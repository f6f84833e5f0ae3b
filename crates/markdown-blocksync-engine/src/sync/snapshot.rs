use std::collections::HashMap;

use log::warn;
use serde::Serialize;

use super::classify::is_block;
use super::confirm::{IdMapping, rekey_id};
use super::identity::{BlockId, BlockSlot, Fingerprint};
use super::serialize::FragmentSerializer;
use crate::tree::{DocTree, PositionedNode};

/// Everything the host learns about one block.
///
/// `tree_size` and `markdown_fragment` catch changes that leave the plain
/// text untouched, such as a citation's key being edited.
#[derive(Debug, Clone, PartialEq, Eq, Serialize)]
#[serde(rename_all = "camelCase")]
pub struct BlockRecord {
    pub id: BlockId,
    pub position: usize,
    pub block_type: String,
    pub plain_text: String,
    pub markdown_fragment: String,
    #[serde(skip_serializing_if = "Option::is_none")]
    pub heading_level: Option<u8>,
    pub tree_size: usize,
}

impl BlockRecord {
    /// True when the host-visible content differs (position alone does not count).
    pub fn content_differs(&self, other: &BlockRecord) -> bool {
        self.plain_text != other.plain_text
            || self.tree_size != other.tree_size
            || self.markdown_fragment != other.markdown_fragment
            || self.heading_level != other.heading_level
    }
}

/// Immutable id → record map for one instant, plus document order.
#[derive(Debug, Clone, Default, PartialEq, Eq)]
pub struct Snapshot {
    records: HashMap<BlockId, BlockRecord>,
    order: Vec<BlockId>,
}

impl Snapshot {
    /// Build from records already in document order.
    pub fn from_records(records: Vec<BlockRecord>) -> Self {
        let order = records.iter().map(|record| record.id.clone()).collect();
        let records = records
            .into_iter()
            .map(|record| (record.id.clone(), record))
            .collect();
        Self { records, order }
    }

    pub fn get(&self, id: &BlockId) -> Option<&BlockRecord> {
        self.records.get(id)
    }

    pub fn contains(&self, id: &BlockId) -> bool {
        self.records.contains_key(id)
    }

    /// Ids in document order.
    pub fn ids(&self) -> &[BlockId] {
        &self.order
    }

    /// Records in document order.
    pub fn iter(&self) -> impl Iterator<Item = &BlockRecord> {
        self.order.iter().filter_map(|id| self.records.get(id))
    }

    /// Index of `id` in document order.
    pub fn index_of(&self, id: &BlockId) -> Option<usize> {
        self.order.iter().position(|candidate| candidate == id)
    }

    /// The block immediately before `id`, if any.
    pub fn preceding(&self, id: &BlockId) -> Option<&BlockId> {
        match self.index_of(id)? {
            0 => None,
            index => self.order.get(index - 1),
        }
    }

    pub fn len(&self) -> usize {
        self.order.len()
    }

    pub fn is_empty(&self) -> bool {
        self.order.is_empty()
    }

    /// Copy of this snapshot with ids replaced according to `mapping`.
    pub fn rekeyed(&self, mapping: &IdMapping) -> Snapshot {
        Snapshot::from_records(
            self.iter()
                .map(|record| BlockRecord {
                    id: rekey_id(&record.id, mapping),
                    ..record.clone()
                })
                .collect(),
        )
    }
}

/// A block found in the tree, measured but not yet identified.
#[derive(Debug, Clone, PartialEq, Eq)]
pub(crate) struct ScannedBlock {
    pub position: usize,
    pub tree_size: usize,
    pub block_type: String,
    pub plain_text: String,
    pub markdown_fragment: String,
    pub heading_level: Option<u8>,
}

impl ScannedBlock {
    pub fn slot(&self) -> BlockSlot {
        BlockSlot {
            position: self.position,
            fingerprint: Some(Fingerprint::of(
                &self.block_type,
                &self.plain_text,
                &self.markdown_fragment,
            )),
        }
    }

    pub fn into_record(self, id: BlockId) -> BlockRecord {
        BlockRecord {
            id,
            position: self.position,
            block_type: self.block_type,
            plain_text: self.plain_text,
            markdown_fragment: self.markdown_fragment,
            heading_level: self.heading_level,
            tree_size: self.tree_size,
        }
    }
}

/// Measure every top-level block, skipping nodes whose reported position is
/// inconsistent with the rest of the tree.
pub(crate) fn scan_blocks(tree: &DocTree, serializer: &FragmentSerializer) -> Vec<ScannedBlock> {
    let mut blocks = Vec::with_capacity(tree.len());
    let mut previous_end = 0;

    for positioned in tree.nodes() {
        if let Err(reason) = check_position(positioned, previous_end, tree.content_size()) {
            if is_block(&positioned.node.kind) {
                warn!(
                    "Skipping {} block at {}: {reason}",
                    positioned.node.kind.name(),
                    positioned.position
                );
            }
            continue;
        }
        previous_end = positioned.position + positioned.size;

        if !is_block(&positioned.node.kind) {
            continue;
        }

        let node = &positioned.node;
        blocks.push(ScannedBlock {
            position: positioned.position,
            tree_size: positioned.size,
            block_type: node.kind.name().to_string(),
            plain_text: node.plain_text(),
            markdown_fragment: serializer.serialize_block(node),
            heading_level: node.kind.heading_level(),
        });
    }

    blocks
}

fn check_position(
    positioned: &PositionedNode,
    previous_end: usize,
    content_size: usize,
) -> Result<(), String> {
    if positioned.size == 0 {
        return Err("node has zero size".to_string());
    }
    if positioned.position < previous_end {
        return Err(format!("overlaps previous node ending at {previous_end}"));
    }
    match positioned.position.checked_add(positioned.size) {
        Some(end) if end <= content_size => Ok(()),
        _ => Err(format!("extends beyond document end {content_size}")),
    }
}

----

From the entries, copy every line in which the word "derive" occurs.

[EXERCISE RESPONSE]:
#[derive(Debug, Clone, PartialEq, Eq, Serialize)]
#[derive(Debug, Clone, Default, PartialEq, Eq)]
#[derive(Debug, Clone, PartialEq, Eq)]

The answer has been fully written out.